As negociações tiveram o seu início formal já com a equipa do ministro Manuel Pizarro, mas as matérias a negociar foram acordadas ainda com a anterior ministra, Marta Temido, que aceitou incluir a grelha salarial dos médicos do SNS no protocolo negocial.
Em cima da mesa estão, assim, as normas particulares de organização e disciplina no trabalho, a valorização dos médicos nos serviços de urgência, a dedicação plena prevista no novo Estatuto do SNS e a revisão das grelhas salariais.
No início de março, os médicos realizaram uma greve de dois dias para exigir a valorização da carreira e das tabelas salariais, convocada pelos sindicatos que integram a FNAM, mas que não contou com o apoio do SIM, que se demarcou do protesto, alegando que não se justificava enquanto decorrem negociações.
Apesar desta divergência, os dois sindicatos têm exigido medidas estruturais urgentes e melhores condições de trabalho para permitir fixar e captar mais médicos para o Serviço Nacional de Saúde (SNS).

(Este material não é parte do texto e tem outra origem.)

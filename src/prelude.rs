//! An import prelude that re-exports commonly used items.

pub use crate::bbox::Bbox;
pub use crate::contains::{Containment, Contains};
pub use crate::corner::Corner;
pub use crate::dir::Dir;
pub use crate::edge::Edge;
pub use crate::intersect::Intersect;
pub use crate::point::Point;
pub use crate::rect::Rect;
pub use crate::side::Side;
pub use crate::union::BoundingUnion;
impl Intersect<Rect> for Rect {
    type Output = Self;

    fn intersect(&self, other: &Rect) -> Option<Self::Output> {
        self.overlap(other)
    }
}

impl Contains<Point> for Rect {
    /// Classifies a point against this rectangle's closed bounds.
    ///
    /// Points strictly inside are [`Containment::Full`]; points on the
    /// boundary are [`Containment::Partial`]; everything else is
    /// [`Containment::None`].
    fn contains(&self, other: &Point) -> Containment {
        let inside_closed = other.x >= self.left()
            && other.x <= self.right()
            && other.y >= self.top()
            && other.y <= self.bottom();
        if !inside_closed {
            Containment::None
        } else if self.boundary_contains(*other) {
            Containment::Partial
        } else {
            Containment::Full
        }
    }
}

impl Contains<Rect> for Rect {
    /// Classifies another rectangle against this one.
    ///
    /// [`Containment::Full`] follows the strict rule of [`Rect::contains`];
    /// any other configuration with a nonempty overlap (including
    /// boundary-sharing enclosure) is [`Containment::Partial`].
    fn contains(&self, other: &Rect) -> Containment {
        if self.contains(other) {
            Containment::Full
        } else if self.overlap(other).is_some() {
            Containment::Partial
        } else {
            Containment::None
        }
    }
}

7. O QUE MUDA NO SNS COM O NOVO ESTATUTO?
Criado em 1979, o SNS conta com um novo Estatuto que pretende organizar melhor o seu funcionamento, dar mais autonomia aos hospitais e garantir maior motivação aos seus profissionais.

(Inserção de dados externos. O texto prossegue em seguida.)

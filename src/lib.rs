//! Relationships between axis-aligned rectangles on an integer grid.
//!
//! The grid origin `(0, 0)` is the top-left corner: x increases rightward
//! and y increases downward. A [`Rect`](crate::rect::Rect) is given by its
//! top-left corner and extents, and derives its corner
//! [`Point`](crate::point::Point)s and boundary [`Edge`](crate::edge::Edge)s
//! at construction.
//!
//! # Examples
//!
//! Create two rectangles and ask how they relate:
//!
//! ```
//! # use gridrect::prelude::*;
//! let a = Rect::new(0, 0, 5, 5);
//! let b = Rect::new(2, 2, 5, 5);
//!
//! assert!(!a.contains(&b));
//! assert!(!a.is_adjacent(&b));
//! assert_eq!(a.intersection(&b), vec![Point::new(5, 2), Point::new(2, 5)]);
//! ```
#![warn(missing_docs)]

pub mod bbox;
pub mod contains;
pub mod corner;
pub mod dir;
pub mod edge;
pub mod intersect;
pub mod point;
pub mod prelude;
pub mod rect;
pub mod side;
pub mod union;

São 106 artigos que vêm substituir o anterior Estatuto que estava em vigor desde 1993 — há 30 anos -, mas também adequar o SNS à nova Lei de Bases da Saúde, aprovada em 2019, e que clarificou o papel e a relação entre os vários atores do sistema de saúde em Portugal.
Uma das mudanças mais visíveis foi a criação da direção executiva (DE-SNS) liderada pelo médico Fernando Araújo, a quem cabe coordenar a resposta assistencial de todas as unidades de saúde que integram o SNS, bem como a Rede Nacional de Cuidados Continuados Integrados (RNCCI) e a Rede Nacional de Cuidados Paliativos (RNCP).
Para já, a DE-SNS tem procedido a alterações nos serviços de urgência do país, para responder à falta de especialistas em determinadas áreas, como é o caso da ginecologia e obstetrícia, que está a partilhar recursos e a funcionar em rede em Lisboa e Vale do Tejo desde o início do ano.